Her interest in supporting women in science is long-standing as well.
“I’ve always been passionate about advocating for women in science,” she says. “Throughout my undergrad, I was involved in the City College Women in Science organization, where I helped organize a mentorship program to pair younger women with either graduate students, postdocs, or PIs to mentor them throughout their time at City College. So being supported by a fellowship for women in science is really meaningful to me.”
Melissa Yao
Now in her third year of her PhD program at the Gerstner Sloan Kettering Graduate School of Biomedical Sciences (GSK), Yao retains that same sense of joy at doing science. Working in the lab of physician-scientist Andrea Ventura, MD, PhD, she is studying the role of extra-chromosomal circular DNA, or ecDNA, in cancer. These are little rings of DNA that exist in cells, separate from the DNA that makes up chromosomes. These circular bits of DNA can sometimes contain oncogenes, or cancer-causing genes; the more of these circles they accumulate, the more aggressive the cancer can become.
“ecDNAs are really interesting because they can lead to therapeutic resistance,” she says. “But scientists don’t really understand when in a tumor they arise — if they are a result of therapy or if they are just a consequence of a cell being cancer.”
Scientists have known about ecDNAs since the 1960s. But not until recently was it possible to model and study their behavior in a controlled system.

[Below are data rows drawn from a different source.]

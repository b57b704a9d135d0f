//! Construction pass: validates records left to right and links them.

use std::collections::HashMap;

use safe_bump::Idx;
use tracing::{debug, trace};

use crate::config::TreeConfig;
use crate::error::TreeError;
use crate::node::Node;
use crate::record::{ParentRef, Record};
use crate::store::NodeStore;

/// Index produced by [`link_records`].
pub struct Linked<R: Record> {
    /// Identifier → node.
    pub index: HashMap<R::Id, Idx<Node<R>>>,
    /// Nodes in input order.
    pub order: Vec<Idx<Node<R>>>,
    /// The single root.
    pub root: Idx<Node<R>>,
}

/// Where a validated record goes.
enum Placement<R> {
    Root,
    Under { parent: Idx<Node<R>>, parent_depth: usize },
}

/// Validates and links `records` into `store` in a single forward pass.
///
/// Stops at the first invalid record. Parents must precede their children.
pub fn link_records<R, S, I>(
    store: &mut S,
    records: I,
    config: TreeConfig,
) -> Result<Linked<R>, TreeError<R::Id>>
where
    R: Record,
    S: NodeStore<R>,
    I: IntoIterator<Item = R>,
{
    let records = records.into_iter();
    let (hint, _) = records.size_hint();
    let mut index = HashMap::with_capacity(hint);
    let mut order = Vec::with_capacity(hint);
    let mut root = None;
    let mut deepest: usize = 0;

    for (position, record) in records.enumerate() {
        let placement = match place(&*store, &index, root.is_some(), &record, config) {
            Ok(placement) => placement,
            Err(err) => {
                debug!(position, error = %err, "tree construction rejected");
                return Err(err);
            }
        };

        let id = record.id().clone();
        let idx = match placement {
            Placement::Root => {
                let idx = store.alloc_node(Node::root(record));
                root = Some(idx);
                idx
            }
            Placement::Under {
                parent,
                parent_depth,
            } => {
                let idx = store.alloc_node(Node::child(record, parent, parent_depth));
                store.push_child(parent, idx);
                deepest = deepest.max(parent_depth + 1);
                idx
            }
        };

        trace!(%id, position, "record linked");
        index.insert(id, idx);
        order.push(idx);
    }

    let Some(root) = root else {
        debug!("tree construction rejected: no records");
        return Err(TreeError::EmptyTree);
    };

    debug!(
        records = order.len(),
        nodes = store.len(),
        root = %store.get_node(root).record.id(),
        depth = deepest,
        "tree built"
    );

    Ok(Linked { index, order, root })
}

/// Runs every check for one record, in priority order.
fn place<R, S>(
    store: &S,
    index: &HashMap<R::Id, Idx<Node<R>>>,
    has_root: bool,
    record: &R,
    config: TreeConfig,
) -> Result<Placement<R>, TreeError<R::Id>>
where
    R: Record,
    S: NodeStore<R>,
{
    let id = record.id();
    let parent = record.parent();

    // A root whose own id spells the sentinel also points at itself.
    if parent == ParentRef::Item(id) || (parent.is_root() && record.is_sentinel_id()) {
        return Err(TreeError::SelfLink(id.clone()));
    }

    if parent.is_root() && has_root {
        return Err(TreeError::MultipleRoots(id.clone()));
    }

    if index.contains_key(id) {
        return Err(TreeError::DuplicateId(id.clone()));
    }

    let ParentRef::Item(parent_id) = parent else {
        return Ok(Placement::Root);
    };

    let &parent_idx = index
        .get(parent_id)
        .ok_or_else(|| TreeError::UnresolvedParent(parent_id.clone()))?;

    // Cached parent depth plus the new hop is the ancestor chain length.
    let parent_depth = store.get_node(parent_idx).depth;
    if parent_depth + 1 > config.max_depth {
        return Err(TreeError::MaxDepthExceeded {
            id: id.clone(),
            limit: config.max_depth,
        });
    }

    Ok(Placement::Under {
        parent: parent_idx,
        parent_depth,
    })
}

With the help of some sophisticated genetic engineering techniques, her goal is to model how these ecDNAs influence the development of liver cancer over time in mice. She won a Kravis WiSE graduate fellowship for her project tracking how an oncogene called mdm-2 carried on an ecDNA influences the development of liver cancer. To do that, she will use a genetically engineered mouse that carries the mdm-2-containing ecDNA in its cells.
“This is the first time that anybody has ever modeled these ecDNAs in mice, starting before cancer arises,” she says.
Yao’s interest in cancer dates back to her undergraduate days. She did laboratory research on pancreatic cancer when she was a student at Stony Brook University on Long Island, worked as a research assistant at Cold Spring Harbor Laboratory after college, and then went on to study liver cancer for her master’s degree at Mount Sinai School of Medicine.
“When I applied to graduate school to get my PhD, I knew I wanted to stay in cancer research and I didn’t want to go anywhere other than MSK to do it,” she says.
Her ultimate goal is to become the principal investigator of her own lab and serve as a role model for young aspiring female scientists. “That’s something that’s definitely lacking right now,” she says. “There just aren’t enough female PIs to balance the field.”
“The reason I applied for the Kravis WiSE fellowship is because women are not well represented in science, and I hope that I can set an example for other female scientists,” she says.